DIRECTIONS FOR THIS TASK
If a line comes after the one containing "reset, timeout, ...)", leave it out; copy every line before it, and that line too, exactly as written, starting from the first line of the entries.

(Collected data)
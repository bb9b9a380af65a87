//! Error types for ffdown.
//!
//! Uses `thiserror` for structured error definitions that provide
//! clear context about what went wrong.

use thiserror::Error;

/// Errors raised while fetching a single page.
#[derive(Error, Debug)]
pub enum FetchError {
    /// Transport-level failure (DNS, connection reset, timeout, ...)
    #[error("Network request failed: {0}")]
    Network(String),

    /// Server answered with a status >= 400 other than 429
    #[error("Server returned error code {status}.\n\n{body}")]
    Http { status: u16, body: String },

    /// The isolated browser used to clear a bot challenge failed
    #[error("Challenge resolution failed: {0}")]
    Challenge(String),

    /// The page arrived but did not contain what we need
    #[error(transparent)]
    Extract(#[from] ExtractError),
}

impl From<reqwest::Error> for FetchError {
    fn from(err: reqwest::Error) -> Self {
        FetchError::Network(err.to_string())
    }
}

impl From<chromiumoxide::error::CdpError> for FetchError {
    fn from(err: chromiumoxide::error::CdpError) -> Self {
        FetchError::Challenge(err.to_string())
    }
}

/// Errors raised while reading structured data out of a page.
#[derive(Error, Debug, Clone, PartialEq, Eq)]
pub enum ExtractError {
    /// The required element isn't found in HTML
    #[error("Element not found: {0}")]
    ElementNotFound(String),

    /// The story header carries no creation timestamp
    #[error("No publication timestamp found on the story page")]
    MissingTimestamp,

    /// An attribute was present but could not be interpreted
    #[error("Invalid value for {name}: {value}")]
    InvalidAttribute { name: String, value: String },
}

/// Errors raised by the persistent book cache.
#[derive(Error, Debug)]
pub enum CacheError {
    /// Failed to read or write the cache file
    #[error("Failed to access cache: {0}")]
    Io(#[from] std::io::Error),

    /// Failed to (de)serialize the cached book
    #[error("Failed to serialize cached book: {0}")]
    Json(#[from] serde_json::Error),
}

/// Errors raised by a document encoder.
#[derive(Error, Debug)]
pub enum EncodeError {
    /// The book record could not be interpreted
    #[error("Invalid book record: {0}")]
    InvalidRecord(#[from] serde_json::Error),

    /// A chapter was never fetched
    #[error("Chapter {0} has no contents")]
    MissingChapter(u32),

    /// The EPUB container could not be produced
    #[error("EPUB generation failed: {0}")]
    Epub(String),
}

/// Errors that end a download run.
#[derive(Error, Debug)]
pub enum DownloadError {
    /// The URL belongs to neither the mobile nor the desktop site
    #[error("Unrecognised domain {0}")]
    UnrecognizedSource(String),

    /// The overview page could not be fetched
    #[error(transparent)]
    Fetch(#[from] FetchError),

    /// The overview page could not be parsed
    #[error(transparent)]
    Extract(#[from] ExtractError),

    /// The cache could not be written
    #[error(transparent)]
    Cache(#[from] CacheError),

    /// The encoder rejected the finished book
    #[error(transparent)]
    Encode(#[from] EncodeError),
}

/// Error type for configuration operations.
#[derive(Error, Debug)]
pub enum ConfigError {
    /// Failed to read config file
    #[error("Failed to read config file: {0}")]
    ReadError(#[from] std::io::Error),

    /// Failed to parse config file
    #[error("Failed to parse config: {0}")]
    ParseError(String),

    /// Invalid configuration value
    #[error("Invalid config value for '{key}': {message}")]
    InvalidValue { key: String, message: String },

    /// Config directory not found
    #[error("Could not determine config directory")]
    NoConfigDir,
}

/// Result type alias using anyhow for application-level error handling.
pub type Result<T> = anyhow::Result<T>;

RESULT FOR THIS TASK
repository bb9b9a380af65a87
//! Error types for ffdown.
//!
//! Uses `thiserror` for structured error definitions that provide
//! clear context about what went wrong.

use thiserror::Error;

/// Errors raised while fetching a single page.
#[derive(Error, Debug)]
pub enum FetchError {
    /// Transport-level failure (DNS, connection reset, timeout, ...)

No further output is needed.